- _WHAT YOU SHOULD DO_:
From the records below, state how many lines hold the string "requested", without any other text.

Start of EXERCISE INPUTS

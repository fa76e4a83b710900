//! Wire types for the mail search endpoint
//!
//! Field names follow the JSON contract of `POST /api/mails/search`.

use chrono::{DateTime, Utc};
use serde::{Deserialize, Deserializer, Serialize};
use std::fmt;
use std::str::FromStr;

/// How free-text terms are combined
#[derive(Debug, Clone, Copy, PartialEq, Eq, Serialize, Deserialize)]
pub enum Combinator {
    #[serde(rename = "AND")]
    And,
    #[serde(rename = "OR")]
    Or,
}

/// Result ordering by date
#[derive(Debug, Clone, Copy, PartialEq, Eq, Serialize, Deserialize)]
#[serde(rename_all = "lowercase")]
pub enum SortOrder {
    Asc,
    Desc,
}

/// Date comparison operator
#[derive(Debug, Clone, Copy, PartialEq, Eq, Serialize, Deserialize)]
pub enum Comparator {
    #[serde(rename = ">")]
    GreaterThan,
    #[serde(rename = ">=")]
    GreaterThanOrEqual,
    #[serde(rename = "<")]
    LessThan,
    #[serde(rename = "<=")]
    LessThanOrEqual,
}

/// Date filter: compare mail dates against `date` (no filtering when `date` is unset)
#[derive(Debug, Clone, Copy, PartialEq, Eq, Serialize, Deserialize)]
pub struct DateFilter {
    pub date: Option<DateTime<Utc>>,
    #[serde(rename = "operator")]
    pub comparator: Comparator,
}

impl DateFilter {
    pub fn new(date: Option<DateTime<Utc>>, comparator: Comparator) -> Self {
        Self { date, comparator }
    }
}

/// Request body sent to the search endpoint
#[derive(Debug, Clone, PartialEq, Serialize, Deserialize)]
pub struct SearchPayload {
    pub query: String,
    #[serde(rename = "type")]
    pub combinator: Combinator,
    pub page: u32,
    pub limit: u32,
    #[serde(rename = "orderBy")]
    pub sort_order: SortOrder,
    #[serde(rename = "dateSearch")]
    pub date_search: Option<DateFilter>,
}

/// A single mail record. Every field is opaque to the client.
#[derive(Debug, Clone, PartialEq, Eq, Serialize, Deserialize)]
pub struct Mail {
    #[serde(deserialize_with = "id_as_string")]
    pub id: String,
    #[serde(default)]
    pub from: String,
    #[serde(default)]
    pub to: String,
    #[serde(default)]
    pub subject: String,
    #[serde(default)]
    pub content: String,
    #[serde(default)]
    pub date: String,
}

/// `data` section of a search response
#[derive(Debug, Clone, Default, PartialEq, Serialize, Deserialize)]
pub struct MailPage {
    #[serde(default)]
    pub mails: Option<Vec<Mail>>,
    #[serde(default)]
    pub total: Option<u64>,
}

/// Response envelope returned by the API
///
/// `status` mirrors the body field; callers should prefer the transport status.
#[derive(Debug, Clone, PartialEq, Serialize, Deserialize)]
pub struct ApiResponse<T> {
    #[serde(default)]
    pub msg: String,
    #[serde(default)]
    pub data: Option<T>,
    #[serde(default)]
    pub error: Option<String>,
    #[serde(default)]
    pub status: u16,
}

impl<T> ApiResponse<T> {
    /// Error message reported by the server, ignoring empty strings
    pub fn error_message(&self) -> Option<&str> {
        self.error.as_deref().filter(|e| !e.is_empty())
    }
}

/// The server emits numeric ids; older exports use strings.
fn id_as_string<'de, D>(deserializer: D) -> Result<String, D::Error>
where
    D: Deserializer<'de>,
{
    #[derive(Deserialize)]
    #[serde(untagged)]
    enum RawId {
        Text(String),
        Number(u64),
    }

    Ok(match RawId::deserialize(deserializer)? {
        RawId::Text(text) => text,
        RawId::Number(number) => number.to_string(),
    })
}

impl FromStr for Combinator {
    type Err = String;

    fn from_str(s: &str) -> Result<Self, Self::Err> {
        match s.to_ascii_uppercase().as_str() {
            "AND" => Ok(Self::And),
            "OR" => Ok(Self::Or),
            other => Err(format!("unknown combinator '{}' (expected AND or OR)", other)),
        }
    }
}

impl FromStr for SortOrder {
    type Err = String;

    fn from_str(s: &str) -> Result<Self, Self::Err> {
        match s.to_ascii_lowercase().as_str() {
            "asc" => Ok(Self::Asc),
            "desc" => Ok(Self::Desc),
            other => Err(format!("unknown sort order '{}' (expected asc or desc)", other)),
        }
    }
}

impl FromStr for Comparator {
    type Err = String;

    fn from_str(s: &str) -> Result<Self, Self::Err> {
        match s {
            ">" | "gt" => Ok(Self::GreaterThan),
            ">=" | "ge" => Ok(Self::GreaterThanOrEqual),
            "<" | "lt" => Ok(Self::LessThan),
            "<=" | "le" => Ok(Self::LessThanOrEqual),
            other => Err(format!("unknown operator '{}'", other)),
        }
    }
}

impl fmt::Display for Combinator {
    fn fmt(&self, f: &mut fmt::Formatter<'_>) -> fmt::Result {
        f.write_str(match self {
            Self::And => "AND",
            Self::Or => "OR",
        })
    }
}

impl fmt::Display for SortOrder {
    fn fmt(&self, f: &mut fmt::Formatter<'_>) -> fmt::Result {
        f.write_str(match self {
            Self::Asc => "asc",
            Self::Desc => "desc",
        })
    }
}
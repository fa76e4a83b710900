//! User-editable search parameters
//!
//! Every mutator reports whether the *effective* value changed, so the
//! controller can decide on its own whether a new search is warranted.
//! Page and page size are clamped on entry and are never below 1.

use serde::{Deserialize, Serialize};

use crate::models::{Combinator, Comparator, DateFilter, SortOrder};

/// Page that filter changes reset to
pub const FIRST_PAGE: u32 = 1;

/// Pagination defaults used when clamping out-of-range values
#[derive(Debug, Clone, Copy, PartialEq, Eq, Deserialize, Serialize)]
#[serde(default)]
pub struct PaginationDefaults {
    /// Page used when a page below 1 is requested
    pub default_page: u32,
    /// Page size used when a size below 1 is requested
    pub default_limit: u32,
    /// Largest page size the server accepts
    pub max_limit: u32,
}

impl Default for PaginationDefaults {
    fn default() -> Self {
        Self {
            default_page: 1,
            default_limit: 10,
            max_limit: 200,
        }
    }
}

impl PaginationDefaults {
    /// Raise zero values so clamping can never produce a page or size of 0.
    /// `max_limit` never drops below `default_limit`.
    pub fn normalized(self) -> Self {
        let default_limit = self.default_limit.max(1);
        Self {
            default_page: self.default_page.max(1),
            default_limit,
            max_limit: self.max_limit.max(default_limit),
        }
    }

    /// Clamp a requested page to a valid one
    pub fn clamp_page(&self, page: i64) -> u32 {
        if page < 1 {
            self.default_page.max(1)
        } else {
            u32::try_from(page).unwrap_or(u32::MAX)
        }
    }

    /// Clamp a requested page size to a valid one
    pub fn clamp_limit(&self, limit: i64) -> u32 {
        let max_limit = self.max_limit.max(1);
        if limit < 1 {
            self.default_limit.clamp(1, max_limit)
        } else {
            u32::try_from(limit).unwrap_or(u32::MAX).min(max_limit)
        }
    }
}

/// The authoritative search intent
#[derive(Debug, Clone, PartialEq)]
pub struct QueryState {
    free_text: String,
    combinator: Combinator,
    date_filter: Option<DateFilter>,
    sort_order: SortOrder,
    page: u32,
    page_size: u32,
    defaults: PaginationDefaults,
}

impl QueryState {
    /// Start from the defaults: newest mails first, every term required,
    /// date filter present but without a date.
    pub fn new(defaults: PaginationDefaults) -> Self {
        let defaults = defaults.normalized();
        Self {
            free_text: String::new(),
            combinator: Combinator::And,
            date_filter: Some(DateFilter::new(None, Comparator::LessThanOrEqual)),
            sort_order: SortOrder::Desc,
            page: defaults.default_page,
            page_size: defaults.default_limit,
            defaults,
        }
    }

    pub fn free_text(&self) -> &str {
        &self.free_text
    }

    pub fn combinator(&self) -> Combinator {
        self.combinator
    }

    pub fn date_filter(&self) -> Option<DateFilter> {
        self.date_filter
    }

    pub fn sort_order(&self) -> SortOrder {
        self.sort_order
    }

    pub fn page(&self) -> u32 {
        self.page
    }

    pub fn page_size(&self) -> u32 {
        self.page_size
    }

    pub fn defaults(&self) -> &PaginationDefaults {
        &self.defaults
    }

    /// Set the (already sanitized) free text. Returns to the first page.
    pub fn set_free_text(&mut self, text: impl Into<String>) -> bool {
        let text = text.into();
        if text == self.free_text {
            return false;
        }
        self.free_text = text;
        self.page = FIRST_PAGE;
        true
    }

    pub fn set_combinator(&mut self, combinator: Combinator) -> bool {
        if combinator == self.combinator {
            return false;
        }
        self.combinator = combinator;
        self.page = FIRST_PAGE;
        true
    }

    /// `None` removes date filtering entirely
    pub fn set_date_filter(&mut self, filter: Option<DateFilter>) -> bool {
        if filter == self.date_filter {
            return false;
        }
        self.date_filter = filter;
        self.page = FIRST_PAGE;
        true
    }

    pub fn set_sort_order(&mut self, order: SortOrder) -> bool {
        if order == self.sort_order {
            return false;
        }
        self.sort_order = order;
        self.page = FIRST_PAGE;
        true
    }

    /// Values below 1 fall back to the default page
    pub fn set_page(&mut self, page: i64) -> bool {
        let page = self.defaults.clamp_page(page);
        if page == self.page {
            return false;
        }
        self.page = page;
        true
    }

    /// Values below 1 fall back to the default size. An effective change
    /// also moves back to the first page.
    pub fn set_page_size(&mut self, size: i64) -> bool {
        let size = self.defaults.clamp_limit(size);
        if size == self.page_size {
            return false;
        }
        self.page_size = size;
        self.page = FIRST_PAGE;
        true
    }

    /// Number of pages needed for `total` records at the current page size
    pub fn max_page(&self, total: u64) -> u64 {
        total.div_ceil(u64::from(self.page_size))
    }

    /// Step forward, staying within `max_page`
    pub fn next_page(&mut self, total: u64) -> bool {
        if u64::from(self.page) >= self.max_page(total) {
            return false;
        }
        self.set_page(i64::from(self.page) + 1)
    }

    /// Step back, never below the first page
    pub fn previous_page(&mut self) -> bool {
        if self.page <= FIRST_PAGE {
            return false;
        }
        self.set_page(i64::from(self.page) - 1)
    }
}

impl Default for QueryState {
    fn default() -> Self {
        Self::new(PaginationDefaults::default())
    }
}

End of EXERCISE INPUTS

- _RESPONSE FOR THIS EXERCISE_:
4